(Stored data)
//! Cadence Animation System
//!
//! Pooled tweens, timelines, and dependency-graph runners driven by a
//! per-frame tick.
//!
//! # Features
//!
//! - **Easing**: Penner presets, cubic bezier, keyframed curves, closures
//! - **Tweens**: Typed interpolation with delay, looping and ping-pong
//! - **Pooling**: Finished jobs are recycled per type, with an optional job cap
//! - **Owners**: Jobs attached to a destroyed owner stop on their own
//! - **Sequences**: Ordered timelines with overlapping items
//! - **Graphs**: Fork/join flows of resumable actions
//!
//! # Example
//!
//! ```rust
//! use cadence_animation::{Easing, TweenManager};
//! use std::cell::Cell;
//! use std::rc::Rc;
//!
//! let manager = TweenManager::default();
//! let x = Rc::new(Cell::new(0.0f32));
//! let target = x.clone();
//!
//! manager
//!     .tween::<f32>()
//!     .unwrap()
//!     .from(0.0)
//!     .to(100.0)
//!     .duration(0.5)
//!     .ease(Easing::EaseOutCubic)
//!     .on_update(move |v| target.set(v));
//!
//! manager.tick(0.25);
//! manager.tick(0.25);
//! assert_eq!(x.get(), 100.0);
//! assert_eq!(manager.pooled_count(), 1);
//! ```

pub mod action;
pub mod builder;
pub mod curve;
pub mod dynamic;
pub mod easing;
pub mod error;
pub mod handle;
pub mod manager;
pub mod presets;
pub mod runnable;
pub mod sequence;
pub mod settings;
pub mod tween;

pub use action::{Action, ActionState, Delay, WaitFor};
pub use builder::GraphBuilder;
pub use curve::{EaseCurve, Keyframe};
pub use dynamic::{DynamicSequence, Graph, NodeId, NodeKind, NodeState};
pub use easing::Easing;
pub use error::{Result, TweenError};
pub use handle::Handle;
pub use manager::{
    clear_global_manager, get_manager, is_manager_initialized, set_global_manager,
    try_get_manager, JobId, ManagerHandle, TweenManager,
};
pub use presets::TweenPreset;
pub use runnable::{Ease, Finish, LoopMode, RunState, Runnable};
pub use sequence::{Sequence, SequenceItem};
pub use settings::{EaseSetting, ManagerConfig, TweenSettings};
pub use tween::{LerpFn, Tween, UpdateFn};

pub use cadence_core::{
    Accessor, Axis, Channel, Lerp, Lifeline, Owned, OwnerRef, Part, Property, PropertyError,
    PropertyRegistry, Rgba,
};
//! Graph builder
//!
//! Describes a graph as ordered chains instead of wiring nodes by hand.
//! Each step follows the one before it; [`GraphBuilder::fork`] starts sibling
//! branches from the current point while the main chain carries on, and
//! [`GraphBuilder::join`] waits for every open branch and the main chain
//! before continuing. Nothing is linked until [`GraphBuilder::build`].
//!
//! ```rust
//! use cadence_animation::GraphBuilder;
//!
//! let graph = GraphBuilder::new()
//!     .invoke(|| println!("start"))
//!     .fork(vec![
//!         GraphBuilder::new().delay(0.5).invoke(|| println!("left")),
//!         GraphBuilder::new().delay(1.0).invoke(|| println!("right")),
//!     ])
//!     .join()
//!     .invoke(|| println!("both done"))
//!     .build()
//!     .unwrap();
//! assert_eq!(graph.len(), 7);
//! ```

use smallvec::SmallVec;

use crate::action::{Action, ActionState, Delay, WaitFor};
use crate::dynamic::{ActionFactory, Graph, NodeId};
use crate::error::{Result, TweenError};
use crate::handle::Handle;
use crate::runnable::Runnable;

enum Step {
    Invoke(Box<dyn FnMut()>),
    Action(ActionFactory),
    Fork(Vec<GraphBuilder>),
    Join,
}

/// Ordered description of a graph branch
#[derive(Default)]
pub struct GraphBuilder {
    steps: Vec<Step>,
}

impl GraphBuilder {
    pub fn new() -> Self {
        Self::default()
    }

    /// Run a callback
    pub fn invoke(mut self, f: impl FnMut() + 'static) -> Self {
        self.steps.push(Step::Invoke(Box::new(f)));
        self
    }

    /// Wait a fixed time
    pub fn delay(self, seconds: f32) -> Self {
        self.action(move || Delay::new(seconds))
    }

    /// Run an action built fresh for every run
    pub fn action<A, F>(mut self, mut factory: F) -> Self
    where
        A: Action + 'static,
        F: FnMut() -> A + 'static,
    {
        self.steps.push(Step::Action(Box::new(move || {
            Box::new(factory()) as Box<dyn Action>
        })));
        self
    }

    /// Start a job and wait for it to finish
    ///
    /// A factory error is logged and the step completes immediately.
    pub fn job<T, F>(mut self, mut factory: F) -> Self
    where
        T: Runnable,
        F: FnMut() -> Result<Handle<T>> + 'static,
    {
        self.steps.push(Step::Action(Box::new(move || -> Box<dyn Action> {
            match factory() {
                Ok(job) => Box::new(WaitFor::new(job)),
                Err(err) => {
                    tracing::error!("Graph step failed to start its job: {}", err);
                    Box::new(|_dt: f32| ActionState::Complete)
                }
            }
        })));
        self
    }

    /// Start sibling branches from the current point
    pub fn fork(mut self, branches: Vec<GraphBuilder>) -> Self {
        self.steps.push(Step::Fork(branches));
        self
    }

    /// Wait for every open branch and the main chain
    pub fn join(mut self) -> Self {
        self.steps.push(Step::Join);
        self
    }

    pub fn is_empty(&self) -> bool {
        self.steps.is_empty()
    }

    /// Link the described chains into a graph
    pub fn build(self) -> Result<Graph> {
        if self.is_empty() {
            return Err(TweenError::EmptySequence);
        }
        let mut graph = Graph::new();
        self.link_into(&mut graph, None);
        Ok(graph)
    }

    /// Append this chain after `parent`. Returns the chain's last node and
    /// the tails of forked branches no join has waited for yet.
    fn link_into(self, graph: &mut Graph, parent: Option<NodeId>) -> (Option<NodeId>, OpenTails) {
        let mut tail = parent;
        let mut open = OpenTails::new();

        for step in self.steps {
            match step {
                Step::Invoke(f) => {
                    let node = graph.add_invoke(f);
                    chain(graph, &mut tail, node);
                }
                Step::Action(factory) => {
                    let node = graph.add_action_boxed(factory);
                    chain(graph, &mut tail, node);
                }
                Step::Fork(branches) => {
                    let anchor = *tail.get_or_insert_with(|| graph.add_invoke(|| {}));
                    for branch in branches {
                        let (end, nested) = branch.link_into(graph, Some(anchor));
                        open.extend(end);
                        open.extend(nested);
                    }
                }
                Step::Join => {
                    let mut parents = std::mem::take(&mut open);
                    parents.extend(tail);
                    tail = Some(graph.add_join(&parents));
                }
            }
        }

        open.retain(|id| Some(*id) != tail);
        (tail, open)
    }
}

type OpenTails = SmallVec<[NodeId; 4]>;

fn chain(graph: &mut Graph, tail: &mut Option<NodeId>, node: NodeId) {
    if let Some(prev) = *tail {
        graph.link(prev, node);
    }
    *tail = Some(node);
}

▶ [Task item]: Find "Result" in the data above. Report each line where it appears.

▶ [Answer to the problem]:
pub use error::{Result, TweenError};
use crate::error::{Result, TweenError};
        F: FnMut() -> Result<Handle<T>> + 'static,
    pub fn build(self) -> Result<Graph> {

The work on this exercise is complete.